Excerpts from a dataset:
========================================

//! A [`GameState`] that many threads can drive at once.

use std::sync::{Mutex, MutexGuard, PoisonError};

use crate::{Board, GameState, MoveError, MoveOutcome, Player, Status};

/// Mutex-guarded game state.
///
/// Every operation takes the one lock for its whole duration, so callers
/// observe a total order of moves, reads and resets. The lock is never held
/// across an `.await`; all operations are synchronous and short.
///
/// A poisoned lock is recovered rather than propagated: `GameState` only
/// writes after every check has passed, so it is consistent even if a
/// holder panicked.
#[derive(Debug, Default)]
pub struct SharedGame {
    state: Mutex<GameState>,
}

impl SharedGame {
    pub fn new() -> Self {
        Self::default()
    }

    fn lock(&self) -> MutexGuard<'_, GameState> {
        self.state.lock().unwrap_or_else(PoisonError::into_inner)
    }

    /// See [`GameState::make_move`].
    pub fn make_move(
        &self,
        player: Player,
        position: i32,
    ) -> Result<MoveOutcome, MoveError> {
        self.lock().make_move(player, position)
    }

    /// Copy-on-read board snapshot.
    pub fn board(&self) -> Board {
        self.lock().board()
    }

    pub fn status(&self) -> Status {
        self.lock().status()
    }

    pub fn current_player(&self) -> Player {
        self.lock().current_player()
    }

    pub fn winner(&self) -> Option<Player> {
        self.lock().winner()
    }

    /// A consistent copy of the whole state, taken under one lock.
    pub fn snapshot(&self) -> GameState {
        self.lock().clone()
    }

    pub fn reset(&self) {
        self.lock().reset();
        tracing::info!("game reset");
    }
}
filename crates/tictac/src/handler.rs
//! Per-connection handler: receive a call, run it, send the result.
//!
//! Each accepted connection gets its own Tokio task running this handler.
//! The loop is:
//!   1. Receive one frame (clean end-of-stream → done)
//!   2. Decode a `CallFrame` (a malformed frame ends this connection)
//!   3. Resolve the service through the registry
//!   4. Invoke, encode the `ResultFrame`, send

use std::sync::Arc;

use tictac_protocol::{CallFrame, Codec, ResultFrame};
use tictac_transport::{Connection, TcpConnection, TransportError};

use crate::TictacError;
use crate::server::ServerState;

/// Handles a single connection from accept to close.
pub(crate) async fn handle_connection<C: Codec>(
    conn: TcpConnection,
    state: Arc<ServerState<C>>,
) -> Result<(), TictacError> {
    let conn_id = conn.id();
    let _active = state.stats.connection_opened();
    tracing::debug!(
        %conn_id,
        peer = ?conn.peer_addr(),
        "handling new connection"
    );

    loop {
        let data = match recv_call(&conn, &state).await {
            Ok(Some(data)) => data,
            Ok(None) => {
                tracing::info!(%conn_id, "connection closed cleanly");
                break;
            }
            Err(e) => {
                tracing::debug!(%conn_id, error = %e, "recv error");
                return Err(e.into());
            }
        };

        let frame: CallFrame = match state.codec.decode(&data) {
            Ok(frame) => frame,
            Err(e) => {
                tracing::warn!(
                    %conn_id, error = %e, "malformed call frame, closing"
                );
                return Err(e.into());
            }
        };

        let service = &state.config.service_name;
        let handle = state.host.resolve(&state.registry, service);
        let result = handle.invoke(&frame.method, &frame.args);

        match &result {
            Ok(_) => tracing::debug!(
                %conn_id, %service, method = %frame.method, "call succeeded"
            ),
            Err(e) => tracing::debug!(
                %conn_id,
                %service,
                method = %frame.method,
                kind = %e.kind,
                "call rejected"
            ),
        }

        let bytes = state.codec.encode(&ResultFrame::from(result))?;
        conn.send(&bytes).await?;
    }

    if let Err(e) = conn.close().await {
        tracing::debug!(%conn_id, error = %e, "close failed");
    }
    Ok(())
}

/// Waits for the next frame, honouring the configured idle timeout.
///
/// An expired timeout is reported as a closed connection.
async fn recv_call<C: Codec>(
    conn: &TcpConnection,
    state: &ServerState<C>,
) -> Result<Option<Vec<u8>>, TransportError> {
    let Some(limit) = state.config.idle_timeout else {
        return conn.recv().await;
    };
    match tokio::time::timeout(limit, conn.recv()).await {
        Ok(received) => received,
        Err(_) => Err(TransportError::ConnectionClosed(format!(
            "idle for more than {limit:?}"
        ))),
    }
}
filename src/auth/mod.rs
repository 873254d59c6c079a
pub mod auth;
pub mod handlers;
pub mod jwt;
pub mod password;
pub mod service;
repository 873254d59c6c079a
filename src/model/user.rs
use serde::{Deserialize, Serialize};

#[derive(Debug, Clone, Serialize, Deserialize, sqlx::FromRow)]
pub struct User {
    pub email: String,
    #[serde(skip_serializing)]
    pub password_hash: String,
    pub full_name: String,
    pub is_admin: bool,
}
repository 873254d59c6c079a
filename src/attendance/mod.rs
pub mod coordinator;
pub mod geofence;
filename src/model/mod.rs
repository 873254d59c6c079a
pub mod attendance;
pub mod user;
use anyhow::{Result, anyhow};
use argon2::{
    password_hash::{rand_core::OsRng, PasswordHash, PasswordHasher, PasswordVerifier, SaltString},
    Argon2,
};

/// Well-formed Argon2id hash (default parameters) that matches no password.
/// Verified against when an email is unknown so the lookup costs the same.
pub const DUMMY_HASH: &str = "$argon2id$v=19$m=19456,t=2,p=1$c29tZXNhbHRzb21lc2FsdA$AAAAAAAAAAAAAAAAAAAAAAAAAAAAAAAAAAAAAAAAAAA";

pub fn hash_password(password: &str) -> Result<String> {
    let argon2 = Argon2::default();
    let salt = SaltString::generate(&mut OsRng);

    argon2
        .hash_password(password.as_bytes(), &salt)
        .map(|hash| hash.to_string())
        .map_err(|e| anyhow!("password hashing failed: {e}"))
}

/// `false` for a mismatch and for a stored hash that does not parse
pub fn verify_password(password: &str, hashed: &str) -> bool {
    let Ok(parsed) = PasswordHash::new(hashed) else {
        tracing::warn!("Stored password hash is not a valid PHC string");
        return false;
    };

    Argon2::default()
        .verify_password(password.as_bytes(), &parsed)
        .is_ok()
}
//! Storage seams. Handlers and services only see these traits; `main` picks
//! the backend once at startup.

use anyhow::Result;
use async_trait::async_trait;
use chrono::NaiveDate;

use crate::model::{attendance::AttendanceRecord, user::User};

pub mod memory;
pub mod mysql;

/// Credential store keyed by email (exact, case-sensitive match).
#[async_trait]
pub trait UserStore: Send + Sync {
    async fn get(&self, email: &str) -> Result<Option<User>>;

    /// Inserts `user` unless its email is taken.
    /// Returns `false` (and stores nothing) when it was.
    async fn insert(&self, user: User) -> Result<bool>;
}

/// Append-only check-in ledger.
#[async_trait]
pub trait AttendanceLedger: Send + Sync {
    async fn has_checked_in_on(&self, email: &str, date: NaiveDate) -> Result<bool>;

    /// Appends one record. Callers must check `has_checked_in_on` first;
    /// `false` means the backend itself refused a second record for the
    /// same (email, date).
    async fn append(&self, record: AttendanceRecord) -> Result<bool>;

    /// All records in insertion order
    async fn list_all(&self) -> Result<Vec<AttendanceRecord>>;
}
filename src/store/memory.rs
use std::collections::HashMap;
use std::sync::RwLock;

use anyhow::Result;
use async_trait::async_trait;
use chrono::NaiveDate;

use super::{AttendanceLedger, UserStore};
use crate::model::{attendance::AttendanceRecord, user::User};

/// Process-lifetime user map
#[derive(Default)]
pub struct MemoryUserStore {
    users: RwLock<HashMap<String, User>>,
}

impl MemoryUserStore {
    pub fn new() -> Self {
        Self::default()
    }
}

#[async_trait]
impl UserStore for MemoryUserStore {
    async fn get(&self, email: &str) -> Result<Option<User>> {
        let users = self.users.read().expect("user store poisoned");
        Ok(users.get(email).cloned())
    }

    async fn insert(&self, user: User) -> Result<bool> {
        // check and insert under one write lock
        let mut users = self.users.write().expect("user store poisoned");
        if users.contains_key(&user.email) {
            return Ok(false);
        }
        users.insert(user.email.clone(), user);
        Ok(true)
    }
}

#[derive(Default)]
pub struct MemoryAttendanceLedger {
    records: RwLock<Vec<AttendanceRecord>>,
}

impl MemoryAttendanceLedger {
    pub fn new() -> Self {
        Self::default()
    }
}

#[async_trait]
impl AttendanceLedger for MemoryAttendanceLedger {
    async fn has_checked_in_on(&self, email: &str, date: NaiveDate) -> Result<bool> {
        let records = self.records.read().expect("attendance ledger poisoned");
        Ok(records.iter().any(|r| r.email == email && r.date == date))
    }

    async fn append(&self, record: AttendanceRecord) -> Result<bool> {
        self.records
            .write()
            .expect("attendance ledger poisoned")
            .push(record);
        Ok(true)
    }

    async fn list_all(&self) -> Result<Vec<AttendanceRecord>> {
        let records = self.records.read().expect("attendance ledger poisoned");
        Ok(records.clone())
    }
}
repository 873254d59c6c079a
use serde::{Deserialize, Serialize};
use utoipa::ToSchema;

use crate::model::{attendance::AttendanceRecord, user::User};

/// Longest text value the storage columns accept
pub const MAX_FIELD_LEN: usize = 255;

#[derive(Deserialize, ToSchema)]
pub struct RegisterReq {
    #[schema(example = "nurse@hospital.org")]
    pub email: String,
    #[schema(example = "s3cret")]
    pub password: String,
    #[schema(example = "Ana Perez")]
    pub full_name: String,
}

#[derive(Deserialize, ToSchema)]
pub struct LoginReqDto {
    #[schema(example = "nurse@hospital.org")]
    pub email: String,
    #[schema(example = "s3cret")]
    pub password: String,
}

/// Coordinates arrive as decimal strings, the way browsers report them.
#[derive(Deserialize, ToSchema)]
pub struct CheckInReq {
    #[schema(example = "22.930758")]
    pub latitude: String,
    #[schema(example = "-82.689342")]
    pub longitude: String,
    #[schema(example = "12.5")]
    pub accuracy: String,
    /// accepted for client compatibility, ignored
    #[schema(example = "")]
    pub photo_data: String,
    #[schema(example = "10.0.0.7")]
    pub ip_address: String,
}

impl CheckInReq {
    /// Every stored field fits its column
    pub fn fits_storage(&self) -> bool {
        [&self.latitude, &self.longitude, &self.accuracy, &self.ip_address]
            .iter()
            .all(|v| v.len() <= MAX_FIELD_LEN)
    }
}

#[derive(Serialize, ToSchema)]
pub struct UserSummary {
    pub email: String,
    pub full_name: String,
    pub is_admin: bool,
}

impl From<User> for UserSummary {
    fn from(user: User) -> Self {
        Self {
            email: user.email,
            full_name: user.full_name,
            is_admin: user.is_admin,
        }
    }
}

#[derive(Serialize, ToSchema)]
pub struct LoginResponse {
    pub access_token: String,
    pub user: UserSummary,
}

#[derive(Serialize, ToSchema)]
pub struct CheckInResponse {
    #[schema(example = "attendance recorded successfully")]
    pub message: String,
    /// meters from the hospital
    #[schema(example = 14.2)]
    pub distance: f64,
    #[schema(example = "2026-01-01T07:58:12.402113", format = "date-time", value_type = String)]
    pub timestamp: chrono::NaiveDateTime,
}

#[derive(Serialize, ToSchema)]
pub struct AttendanceListResponse {
    pub attendance: Vec<AttendanceRecord>,
}
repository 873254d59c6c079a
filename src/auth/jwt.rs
use chrono::Utc;
use jsonwebtoken::{
    Algorithm, DecodingKey, EncodingKey, Header, Validation, decode, encode, errors::Error,
};
use serde::{Deserialize, Serialize};
use uuid::Uuid;

#[derive(Debug, Serialize, Deserialize)]
pub struct Claims {
    /// user email
    pub sub: String,
    pub iat: usize,
    pub exp: usize,
    pub jti: String,
}

fn now() -> usize {
    Utc::now().timestamp().max(0) as usize
}

pub fn generate_access_token(email: &str, secret: &str, ttl: usize) -> Result<String, Error> {
    let issued_at = now();
    let claims = Claims {
        sub: email.to_string(),
        iat: issued_at,
        exp: issued_at + ttl,
        jti: Uuid::new_v4().to_string(),
    };

    sign(&claims, secret)
}

pub(crate) fn sign(claims: &Claims, secret: &str) -> Result<String, Error> {
    encode(
        &Header::new(Algorithm::HS256),
        claims,
        &EncodingKey::from_secret(secret.as_bytes()),
    )
}

/// Fails on a bad signature, a malformed token, or `exp` in the past.
pub fn verify_token(token: &str, secret: &str) -> Result<Claims, Error> {
    let mut validation = Validation::new(Algorithm::HS256);
    validation.leeway = 0;

    decode::<Claims>(
        token,
        &DecodingKey::from_secret(secret.as_bytes()),
        &validation,
    )
    .map(|data| data.claims)
}
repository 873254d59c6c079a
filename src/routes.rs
use crate::{
    api::{self, attendance},
    auth::handlers,
    config::Config,
    error::AppError,
};
use actix_web::{error::InternalError, web};

pub fn configure(cfg: &mut web::ServiceConfig, config: Config) {
    let strict = config.strict_status_codes;

    // Malformed bodies follow the same `{"error": ..}` convention
    cfg.app_data(web::JsonConfig::default().error_handler(move |err, _req| {
        InternalError::from_response(err, AppError::InvalidBody.to_response(strict)).into()
    }));

    cfg.service(api::index);

    cfg.service(
        web::scope("/auth")
            .route("/register", web::post().to(handlers::register))
            .route("/login", web::post().to(handlers::login)),
    );

    cfg.service(
        web::scope("/attendance")
            .route("/checkin", web::post().to(attendance::check_in))
            .route("/list", web::get().to(attendance::list)),
    );
}

// LOGIN
//  └─ access_token (24h, not revocable)

// API REQUEST
//  └─ Authorization: Bearer access_token   (or ?token=access_token)
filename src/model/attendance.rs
use chrono::{NaiveDate, NaiveDateTime};
use serde::{Deserialize, Serialize};
use utoipa::ToSchema;

/// One accepted check-in. Coordinates are kept exactly as submitted.
#[derive(Debug, Clone, PartialEq, Serialize, Deserialize, sqlx::FromRow, ToSchema)]
pub struct AttendanceRecord {
    #[schema(example = "nurse@hospital.org")]
    pub email: String,
    #[schema(example = "Ana Perez")]
    pub full_name: String,
    #[schema(example = "2026-01-01T07:58:12.402113", format = "date-time", value_type = String)]
    pub timestamp: NaiveDateTime,
    #[schema(example = "22.930758")]
    pub latitude: String,
    #[schema(example = "-82.689342")]
    pub longitude: String,
    #[schema(example = "12.5")]
    pub accuracy: String,
    #[schema(example = "10.0.0.7")]
    pub ip_address: String,
    /// meters from the hospital
    #[schema(example = 14.2)]
    pub distance: f64,
    #[schema(example = "2026-01-01", format = "date", value_type = String)]
    pub date: NaiveDate,
}
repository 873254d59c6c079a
use geo::{GeodesicDistance, Point};

use crate::error::AppError;

/// Hospital reference point (decimal degrees)
pub const HOSPITAL_LAT: f64 = 22.930758;
pub const HOSPITAL_LON: f64 = -82.689342;

/// Check-ins farther than this from the hospital are rejected
pub const MAX_DISTANCE_METERS: f64 = 200.0;

/// Parses a submitted `(latitude, longitude)` pair of decimal-degree strings.
pub fn parse_coordinate(lat: &str, lon: &str) -> Result<(f64, f64), AppError> {
    let lat: f64 = lat.trim().parse().map_err(|_| AppError::InvalidCoordinate)?;
    let lon: f64 = lon.trim().parse().map_err(|_| AppError::InvalidCoordinate)?;

    if !lat.is_finite() || !lon.is_finite() {
        return Err(AppError::InvalidCoordinate);
    }
    if !(-90.0..=90.0).contains(&lat) || !(-180.0..=180.0).contains(&lon) {
        return Err(AppError::InvalidCoordinate);
    }

    Ok((lat, lon))
}

/// Geodesic distance in meters between two points on the WGS-84 ellipsoid
/// (Karney's algorithm). The pair is put in a canonical order first so the
/// result does not depend on argument order.
pub fn distance_meters(lat: f64, lon: f64, ref_lat: f64, ref_lon: f64) -> f64 {
    let ((lat1, lon1), (lat2, lon2)) = if (lat, lon) <= (ref_lat, ref_lon) {
        ((lat, lon), (ref_lat, ref_lon))
    } else {
        ((ref_lat, ref_lon), (lat, lon))
    };

    // geo points are (x = lon, y = lat)
    Point::new(lon1, lat1).geodesic_distance(&Point::new(lon2, lat2))
}

/// Boundary inclusive: exactly `max_meters` away still passes.
pub fn within_radius(distance: f64, max_meters: f64) -> bool {
    distance <= max_meters
}

/// Distance from the hospital reference point
pub fn distance_to_hospital(lat: f64, lon: f64) -> f64 {
    distance_meters(lat, lon, HOSPITAL_LAT, HOSPITAL_LON)
}

/// The point `meters` away from `(lat, lon)` along `bearing_deg`.
/// Used to build test points at exact distances.
#[cfg(test)]
pub(crate) fn destination(lat: f64, lon: f64, bearing_deg: f64, meters: f64) -> (f64, f64) {
    use geo::GeodesicDestination;

    let p = Point::new(lon, lat).geodesic_destination(bearing_deg, meters);
    (p.y(), p.x())
}
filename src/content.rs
//! Static portfolio content rendered by the page sections.

#[derive(Debug, Clone, Copy, PartialEq, Eq)]
pub struct Project {
    pub title: &'static str,
    pub description: &'static str,
    pub tags: &'static [&'static str],
    pub link: &'static str,
}

#[derive(Debug, Clone, Copy, PartialEq, Eq)]
pub struct Job {
    pub company: &'static str,
    pub position: &'static str,
    pub period: &'static str,
}

#[derive(Debug, Clone, Copy, PartialEq, Eq)]
pub struct Profile {
    pub name: &'static str,
    pub title: &'static str,
    pub about: &'static str,
    pub email: &'static str,
    pub phone: &'static str,
    pub skills: &'static [&'static str],
    pub projects: &'static [Project],
    pub experience: &'static [Job],
}

pub const PROFILE: Profile = Profile {
    name: "Sukitha Bandara",
    title: "Creative Full Stack Developer",
    about: "I create stunning web applications with modern technologies. \
            Passionate about design, user experience, and scalable architecture.",
    email: "sukithabandara13@gmail.com",
    phone: "+94 761148054",
    skills: &["React", "Node.js", "Python", "AWS", "GraphQL", "Docker"],
    projects: &[
        Project {
            title: "E-Commerce Platform",
            description: "Built a full-stack platform with payment integration.",
            tags: &["React", "Node.js"],
            link: "#",
        },
        Project {
            title: "Social Media App",
            description: "Developed a real-time social media app with chat.",
            tags: &["React", "Firebase"],
            link: "#",
        },
        Project {
            title: "Portfolio Site",
            description: "Designed a responsive portfolio with animations.",
            tags: &["React", "Tailwind"],
            link: "#",
        },
    ],
    experience: &[
        Job {
            company: "Tech Innovators",
            position: "Lead Developer",
            period: "2020 - Present",
        },
        Job {
            company: "Creative Startups",
            position: "Full Stack Developer",
            period: "2018 - 2020",
        },
    ],
};

/// Page sections in navigation order.
#[derive(Debug, Clone, Copy, PartialEq, Eq)]
pub enum Section {
    Home,
    About,
    Projects,
    Experience,
    Contact,
}

impl Section {
    pub const ALL: [Section; 5] = [
        Section::Home,
        Section::About,
        Section::Projects,
        Section::Experience,
        Section::Contact,
    ];

    /// Element id, also the `href` fragment the nav links target.
    pub fn id(self) -> &'static str {
        match self {
            Section::Home => "home",
            Section::About => "about",
            Section::Projects => "projects",
            Section::Experience => "experience",
            Section::Contact => "contact",
        }
    }

    /// Position in [`Section::ALL`], used to key per-section UI state.
    pub fn index(self) -> usize {
        self as usize
    }

    pub fn label(self) -> &'static str {
        match self {
            Section::Home => "Home",
            Section::About => "About",
            Section::Projects => "Projects",
            Section::Experience => "Experience",
            Section::Contact => "Contact",
        }
    }
}

#[cfg(test)]
mod tests {
    use super::*;

    #[test]
    fn section_ids_match_labels() {
        for section in Section::ALL {
            assert_eq!(section.id(), section.label().to_lowercase());
        }
    }

    #[test]
    fn profile_content_is_populated() {
        assert!(!PROFILE.skills.is_empty());
        assert!(!PROFILE.projects.is_empty());
        assert!(!PROFILE.experience.is_empty());
        for project in PROFILE.projects {
            assert!(!project.tags.is_empty());
        }
    }
}
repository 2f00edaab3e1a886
//! Dark-mode preference: one boolean in localStorage, mirrored onto the
//! `<body>` class list so the stylesheet can theme everything.

use gloo::storage::{LocalStorage, Storage};

const DARK_MODE_KEY: &str = "darkMode";

/// Reads the saved preference; missing or unreadable storage means light mode.
pub fn load_dark_mode() -> bool {
    LocalStorage::get(DARK_MODE_KEY).unwrap_or(false)
}

/// Persists the preference and applies the `dark` class to `<body>`.
pub fn apply_dark_mode(enabled: bool) {
    if let Err(err) = LocalStorage::set(DARK_MODE_KEY, enabled) {
        gloo::console::log!(format!("Failed to save dark mode preference: {:?}", err));
    }

    let body = web_sys::window()
        .and_then(|window| window.document())
        .and_then(|document| document.body());
    if let Some(body) = body {
        let class_list = body.class_list();
        let result = if enabled {
            class_list.add_1("dark")
        } else {
            class_list.remove_1("dark")
        };
        if result.is_err() {
            gloo::console::log!("Failed to toggle dark mode class on <body>");
        }
    }
}
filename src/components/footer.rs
use yew::prelude::*;

#[derive(Properties, PartialEq)]
pub struct PageFooterProps {
    pub name: &'static str,
    pub email: &'static str,
    pub phone: &'static str,
}

const SOCIAL_LINKS: [(&str, &str); 4] = [
    ("LinkedIn", "https://www.linkedin.com"),
    ("GitHub", "https://github.com"),
    ("Twitter", "https://twitter.com"),
    ("Instagram", "https://www.instagram.com"),
];

#[function_component(PageFooter)]
pub fn page_footer(props: &PageFooterProps) -> Html {
    let year = js_sys::Date::new_0().get_full_year();

    html! {
        <footer class="page-footer">
            <div class="footer-inner">
                <h3 class="footer-heading">{ "Let's Connect!" }</h3>
                <p class="footer-blurb">
                    { "I'm always open to new opportunities, ideas, or collaborations. \
                       Feel free to reach out!" }
                </p>
                <div class="footer-columns">
                    <div class="footer-column">
                        <h4>{ "Contact" }</h4>
                        <p>
                            { "Email: " }
                            <a href={format!("mailto:{}", props.email)}>{ props.email }</a>
                        </p>
                        <p>{ format!("Phone: {}", props.phone) }</p>
                    </div>
                    <div class="footer-column">
                        <h4>{ "Social Media" }</h4>
                        <div class="footer-socials">
                            {
                                for SOCIAL_LINKS.iter().map(|(label, href)| html! {
                                    <a href={*href} target="_blank" rel="noopener noreferrer">
                                        { *label }
                                    </a>
                                })
                            }
                        </div>
                    </div>
                    <div class="footer-column">
                        <h4>{ "Get in Touch" }</h4>
                        <p>{ format!("\u{00A9} {} {}. All Rights Reserved.", year, props.name) }</p>
                    </div>
                </div>
                <a href="#home" class="back-to-top">{ "\u{2191} Back to Top" }</a>
            </div>
        </footer>
    }
}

========================================

Exercise brief — Scan the entries above for the string "accepted" and copy each line that contains it.

Reply —
//! Each accepted connection gets its own Tokio task running this handler.
    /// accepted for client compatibility, ignored
/// One accepted check-in. Coordinates are kept exactly as submitted.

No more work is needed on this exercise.